WHAT YOU SHOULD DO: Return exactly the lines below, starting with the one that has "fn has_any_permission(&self, required: &[&str])" and going on through the one that has "fn has_role(&self, role: &str)".

MATERIAL FOR THE TASK:
//! Identity and permission view over decoded claims

use authkit_domain::{AssuranceLevel, JwtClaims};
use serde::{Deserialize, Serialize};

use crate::rbac::check_permission;

pub const ADMIN_ROLE: &str = "admin";
pub const SUPER_ADMIN_ROLE: &str = "super_admin";

/// Permission and role checks over whatever grants a type carries.
///
/// Matching follows [`matches_permission`](crate::rbac::matches_permission)
/// against the type's own permission list; no role catalog is consulted.
pub trait Grants {
    fn granted_permissions(&self) -> &[String];

    fn granted_roles(&self) -> &[String];

    fn has_permission(&self, required: &str) -> bool {
        check_permission(self.granted_permissions(), required)
    }

    /// `false` for an empty list.
    fn has_any_permission(&self, required: &[&str]) -> bool {
        required.iter().any(|permission| self.has_permission(permission))
    }

    /// `true` for an empty list.
    fn has_all_permissions(&self, required: &[&str]) -> bool {
        required.iter().all(|permission| self.has_permission(permission))
    }

    fn has_role(&self, role: &str) -> bool {
        self.granted_roles().iter().any(|granted| granted == role)
    }

    fn has_any_role(&self, roles: &[&str]) -> bool {
        roles.iter().any(|role| self.has_role(role))
    }

    fn is_admin(&self) -> bool {
        self.has_any_role(&[ADMIN_ROLE, SUPER_ADMIN_ROLE])
    }

    fn is_super_admin(&self) -> bool {
        self.has_role(SUPER_ADMIN_ROLE)
    }
}

/// Read-only identity built fresh from a token on every request.
#[derive(Debug, Clone, PartialEq, Serialize, Deserialize)]
pub struct UserContext {
    pub user_id: String,
    pub email: Option<String>,
    pub name: Option<String>,
    pub tenant_id: Option<String>,
    pub roles: Vec<String>,
    pub permissions: Vec<String>,
    pub scopes: Vec<String>,
    pub assurance_level: AssuranceLevel,
    /// The full decoded payload, including unmodelled claims.
    pub claims: JwtClaims,
}

impl From<JwtClaims> for UserContext {
    fn from(claims: JwtClaims) -> Self {
        Self {
            user_id: claims.sub.clone(),
            email: claims.email.clone(),
            name: claims.name.clone(),
            tenant_id: claims.tenant_id.clone(),
            roles: claims.roles.clone(),
            permissions: claims.permissions.clone(),
            scopes: claims.scopes().map(str::to_string).collect(),
            assurance_level: claims.assurance_level(),
            claims,
        }
    }
}

impl UserContext {
    #[must_use]
    pub fn has_scope(&self, scope: &str) -> bool {
        self.scopes.iter().any(|granted| granted == scope)
    }
}

impl Grants for UserContext {
    fn granted_permissions(&self) -> &[String] {
        &self.permissions
    }

    fn granted_roles(&self) -> &[String] {
        &self.roles
    }
}

impl Grants for JwtClaims {
    fn granted_permissions(&self) -> &[String] {
        &self.permissions
    }

    fn granted_roles(&self) -> &[String] {
        &self.roles
    }
}
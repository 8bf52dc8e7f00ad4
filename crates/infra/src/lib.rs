//! # AuthKit Infrastructure
//!
//! Infrastructure implementations of the core ports.
//!
//! This crate contains:
//! - [`ReqwestTransport`], the reqwest-backed `HttpTransport`
//! - Configuration loading from the environment and config files
//! - [`connect`], which wires both into an [`HttpAuthClient`]
//!
//! ## Architecture
//! - Implements traits defined in `authkit-core`
//! - Contains all "impure" code (network, filesystem, environment)

pub mod client;
pub mod config;
pub mod errors;
pub mod http;

// Re-export commonly used items
pub use client::{connect, connect_from_env, HttpAuthClient};
pub use errors::InfraError;
pub use http::{ReqwestTransport, ReqwestTransportBuilder};
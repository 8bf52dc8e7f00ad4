//! Observability setup
//!
//! Library code only emits `tracing` events; binaries and tests decide where
//! they go by installing a subscriber from here.

pub mod subscriber;

pub use subscriber::{init_test_tracing, init_tracing, LogFormat};
//! Tracing subscriber initialization.

use std::str::FromStr;

use tracing_subscriber::EnvFilter;

/// Output layout of the fmt subscriber.
#[derive(Debug, Clone, Copy, Default, PartialEq, Eq)]
pub enum LogFormat {
    #[default]
    Pretty,
    Compact,
    Json,
}

impl FromStr for LogFormat {
    type Err = String;

    fn from_str(s: &str) -> Result<Self, Self::Err> {
        match s.to_ascii_lowercase().as_str() {
            "pretty" => Ok(Self::Pretty),
            "compact" => Ok(Self::Compact),
            "json" => Ok(Self::Json),
            other => Err(format!("unknown log format: {other}")),
        }
    }
}

/// Initialize tracing/logging for the process.
///
/// Filtering follows `RUST_LOG`, defaulting to `info`. Safe to call multiple
/// times (subsequent calls are no-ops); returns whether this call installed
/// the subscriber.
pub fn init_tracing(format: LogFormat) -> bool {
    let filter = EnvFilter::try_from_default_env().unwrap_or_else(|_| EnvFilter::new("info"));
    let builder = tracing_subscriber::fmt().with_env_filter(filter);

    match format {
        LogFormat::Pretty => builder.pretty().try_init().is_ok(),
        LogFormat::Compact => builder.compact().try_init().is_ok(),
        LogFormat::Json => builder
            .json()
            .with_timer(tracing_subscriber::fmt::time::SystemTime)
            .with_target(false)
            .try_init()
            .is_ok(),
    }
}

/// Test-friendly subscriber: debug level, output captured by the test harness.
pub fn init_test_tracing() {
    let filter = EnvFilter::try_from_default_env().unwrap_or_else(|_| EnvFilter::new("debug"));
    let _ = tracing_subscriber::fmt().with_env_filter(filter).with_test_writer().try_init();
}

#[cfg(test)]
mod tests {
    use super::*;

    #[test]
    fn parses_formats() {
        assert_eq!("JSON".parse::<LogFormat>(), Ok(LogFormat::Json));
        assert_eq!("compact".parse::<LogFormat>(), Ok(LogFormat::Compact));
        assert!("xml".parse::<LogFormat>().is_err());
    }

    #[test]
    fn init_is_idempotent() {
        init_test_tracing();
        init_test_tracing();
        assert!(!init_tracing(LogFormat::Json));
    }
}
//! Test doubles for code built on AuthKit
//!
//! - [`MockTransport`]: scripted [`HttpTransport`](crate::HttpTransport) that
//!   records every request
//! - [`TestTokenBuilder`]: unsigned JWTs with chosen claims

pub mod mocks;
pub mod tokens;

pub use mocks::MockTransport;
pub use tokens::TestTokenBuilder;
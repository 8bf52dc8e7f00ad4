//! Domain types and models
//!
//! Everything here is plain data: decoded transiently from the wire or from
//! a token string and handed to the caller.

pub mod assurance;
pub mod authorization;
pub mod claims;
pub mod discovery;
pub mod step_up;
pub mod tokens;
pub mod user;
pub mod validation;

pub use assurance::AssuranceLevel;
pub use authorization::{AuthorizationRequest, AuthorizationUrl, PkceChallenge};
pub use claims::{Audience, JwtClaims};
pub use discovery::{JsonWebKey, JsonWebKeySet, OidcDiscoveryDocument};
pub use step_up::{StepUpDecision, StepUpOptions};
pub use tokens::{TokenIntrospection, TokenResponse, TokenTypeHint};
pub use user::{SessionInfo, UserInfo};
pub use validation::{TokenValidation, ValidationErrorCode, ValidationOptions};
//! Token grant responses

use std::fmt;

use serde::{Deserialize, Serialize};
use serde_json::{Map, Value};

/// Result of any grant exchange. Ownership passes to the caller, who decides
/// whether and where to persist it.
#[derive(Debug, Clone, PartialEq, Eq, Serialize, Deserialize)]
pub struct TokenResponse {
    pub access_token: String,
    #[serde(default = "default_token_type")]
    pub token_type: String,
    /// Lifetime of the access token in seconds.
    #[serde(default)]
    pub expires_in: u64,
    #[serde(default, skip_serializing_if = "Option::is_none")]
    pub refresh_token: Option<String>,
    #[serde(default, skip_serializing_if = "Option::is_none")]
    pub scope: Option<String>,
    #[serde(default, skip_serializing_if = "Option::is_none")]
    pub id_token: Option<String>,
}

fn default_token_type() -> String {
    "Bearer".to_string()
}

/// Hint sent alongside a token revocation request (RFC 7009).
#[derive(Debug, Clone, Copy, Default, PartialEq, Eq, Serialize, Deserialize)]
#[serde(rename_all = "snake_case")]
pub enum TokenTypeHint {
    #[default]
    AccessToken,
    RefreshToken,
}

impl TokenTypeHint {
    #[must_use]
    pub const fn as_str(self) -> &'static str {
        match self {
            Self::AccessToken => "access_token",
            Self::RefreshToken => "refresh_token",
        }
    }
}

impl fmt::Display for TokenTypeHint {
    fn fmt(&self, f: &mut fmt::Formatter<'_>) -> fmt::Result {
        f.write_str(self.as_str())
    }
}

/// Token introspection response (RFC 7662).
#[derive(Debug, Clone, Default, PartialEq, Serialize, Deserialize)]
pub struct TokenIntrospection {
    pub active: bool,
    #[serde(default, skip_serializing_if = "Option::is_none")]
    pub sub: Option<String>,
    #[serde(default, skip_serializing_if = "Option::is_none")]
    pub scope: Option<String>,
    #[serde(default, skip_serializing_if = "Option::is_none")]
    pub client_id: Option<String>,
    #[serde(default, skip_serializing_if = "Option::is_none")]
    pub token_type: Option<String>,
    #[serde(default, skip_serializing_if = "Option::is_none")]
    pub exp: Option<i64>,
    #[serde(default, skip_serializing_if = "Option::is_none")]
    pub iat: Option<i64>,
    #[serde(flatten)]
    pub extra: Map<String, Value>,
}
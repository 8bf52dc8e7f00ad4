//! User and session types returned by the auth API

use chrono::{DateTime, Utc};
use serde::{Deserialize, Serialize};
use serde_json::{Map, Value};

/// OIDC userinfo response.
#[derive(Debug, Clone, Default, PartialEq, Serialize, Deserialize)]
pub struct UserInfo {
    pub sub: String,
    #[serde(default, skip_serializing_if = "Option::is_none")]
    pub email: Option<String>,
    #[serde(default)]
    pub email_verified: bool,
    #[serde(default, skip_serializing_if = "Option::is_none")]
    pub name: Option<String>,
    #[serde(default, skip_serializing_if = "Option::is_none")]
    pub picture: Option<String>,
    #[serde(flatten)]
    pub extra: Map<String, Value>,
}

/// An active login session of the current user.
#[derive(Debug, Clone, PartialEq, Serialize, Deserialize)]
pub struct SessionInfo {
    pub id: String,
    #[serde(default, alias = "createdAt", skip_serializing_if = "Option::is_none")]
    pub created_at: Option<DateTime<Utc>>,
    #[serde(default, alias = "lastActiveAt", skip_serializing_if = "Option::is_none")]
    pub last_active_at: Option<DateTime<Utc>>,
    #[serde(default, alias = "ipAddress", skip_serializing_if = "Option::is_none")]
    pub ip_address: Option<String>,
    #[serde(default, alias = "userAgent", skip_serializing_if = "Option::is_none")]
    pub user_agent: Option<String>,
    /// Whether this is the session the request was made from.
    #[serde(default)]
    pub current: bool,
}
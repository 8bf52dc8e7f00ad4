//! OIDC discovery metadata and published signing keys

use serde::{Deserialize, Serialize};
use serde_json::{Map, Value};

/// `/.well-known/openid-configuration` document.
#[derive(Debug, Clone, PartialEq, Serialize, Deserialize)]
pub struct OidcDiscoveryDocument {
    pub issuer: String,
    pub jwks_uri: String,
    #[serde(default, skip_serializing_if = "Option::is_none")]
    pub authorization_endpoint: Option<String>,
    #[serde(default, skip_serializing_if = "Option::is_none")]
    pub token_endpoint: Option<String>,
    #[serde(default, skip_serializing_if = "Option::is_none")]
    pub userinfo_endpoint: Option<String>,
    #[serde(default, skip_serializing_if = "Option::is_none")]
    pub revocation_endpoint: Option<String>,
    #[serde(default, skip_serializing_if = "Option::is_none")]
    pub introspection_endpoint: Option<String>,
    #[serde(default, skip_serializing_if = "Option::is_none")]
    pub end_session_endpoint: Option<String>,
    #[serde(default, skip_serializing_if = "Vec::is_empty")]
    pub scopes_supported: Vec<String>,
    #[serde(default, skip_serializing_if = "Vec::is_empty")]
    pub response_types_supported: Vec<String>,
    #[serde(default, skip_serializing_if = "Vec::is_empty")]
    pub grant_types_supported: Vec<String>,
    #[serde(default, skip_serializing_if = "Vec::is_empty")]
    pub code_challenge_methods_supported: Vec<String>,
    #[serde(default, skip_serializing_if = "Vec::is_empty")]
    pub acr_values_supported: Vec<String>,
    #[serde(default, skip_serializing_if = "Vec::is_empty")]
    pub id_token_signing_alg_values_supported: Vec<String>,
    #[serde(flatten)]
    pub extra: Map<String, Value>,
}

/// JSON Web Key Set (RFC 7517 section 5).
#[derive(Debug, Clone, Default, PartialEq, Serialize, Deserialize)]
pub struct JsonWebKeySet {
    pub keys: Vec<JsonWebKey>,
}

impl JsonWebKeySet {
    /// Key with the given `kid`, if published.
    #[must_use]
    pub fn find(&self, kid: &str) -> Option<&JsonWebKey> {
        self.keys.iter().find(|key| key.kid.as_deref() == Some(kid))
    }
}

/// A single published key. Key material stays in the raw JWK members so the
/// set round-trips unchanged.
#[derive(Debug, Clone, PartialEq, Serialize, Deserialize)]
pub struct JsonWebKey {
    pub kty: String,
    #[serde(default, skip_serializing_if = "Option::is_none")]
    pub kid: Option<String>,
    #[serde(default, skip_serializing_if = "Option::is_none")]
    pub alg: Option<String>,
    #[serde(rename = "use", default, skip_serializing_if = "Option::is_none")]
    pub key_use: Option<String>,
    #[serde(flatten)]
    pub params: Map<String, Value>,
}
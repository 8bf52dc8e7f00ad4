//! Authorization URL construction for the authorization-code + PKCE flow

use authkit_domain::constants::PKCE_CHALLENGE_METHOD;
use authkit_domain::{AuthConfig, AuthError, AuthorizationRequest, AuthorizationUrl, Result};

use super::pkce::{generate_pkce_challenge, generate_state};

/// Build the URL to send the user to, with a fresh PKCE pair.
///
/// Parameters are emitted in a fixed order: `response_type`, `client_id`,
/// `redirect_uri`, `scope`, `state`, `code_challenge`,
/// `code_challenge_method`, then `login_hint`, `connection`, `acr_values`
/// when set, then the request's extra parameters in insertion order.
///
/// # Errors
/// Returns `AuthError::Config` if neither the request nor the config names
/// a redirect URI.
pub fn build_authorization_url(
    config: &AuthConfig,
    request: AuthorizationRequest,
) -> Result<AuthorizationUrl> {
    let redirect_uri = request
        .redirect_uri
        .or_else(|| config.redirect_uri.clone())
        .ok_or_else(|| AuthError::Config("redirect_uri is required".to_string()))?;
    let scope = request.scope.unwrap_or_else(|| config.default_scope.clone());
    let state = request.state.unwrap_or_else(generate_state);
    let pkce = generate_pkce_challenge();

    let mut params = vec![
        ("response_type".to_string(), "code".to_string()),
        ("client_id".to_string(), config.client_id.clone()),
        ("redirect_uri".to_string(), redirect_uri),
        ("scope".to_string(), scope),
        ("state".to_string(), state.clone()),
        ("code_challenge".to_string(), pkce.code_challenge.clone()),
        ("code_challenge_method".to_string(), PKCE_CHALLENGE_METHOD.to_string()),
    ];

    let optional = [
        ("login_hint", request.login_hint),
        ("connection", request.connection),
        ("acr_values", request.acr_values),
    ];
    params.extend(
        optional.into_iter().filter_map(|(key, value)| value.map(|v| (key.to_string(), v))),
    );
    params.extend(request.extra_params);

    let query_string = params
        .iter()
        .map(|(k, v)| format!("{}={}", urlencoding::encode(k), urlencoding::encode(v)))
        .collect::<Vec<_>>()
        .join("&");

    let url = format!("{}?{}", config.authorization_endpoint(), query_string);

    Ok(AuthorizationUrl { url, pkce, state })
}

PROBLEM SOLUTION:
    fn has_any_permission(&self, required: &[&str]) -> bool {
        required.iter().any(|permission| self.has_permission(permission))
    }

    /// `true` for an empty list.
    fn has_all_permissions(&self, required: &[&str]) -> bool {
        required.iter().all(|permission| self.has_permission(permission))
    }

    fn has_role(&self, role: &str) -> bool {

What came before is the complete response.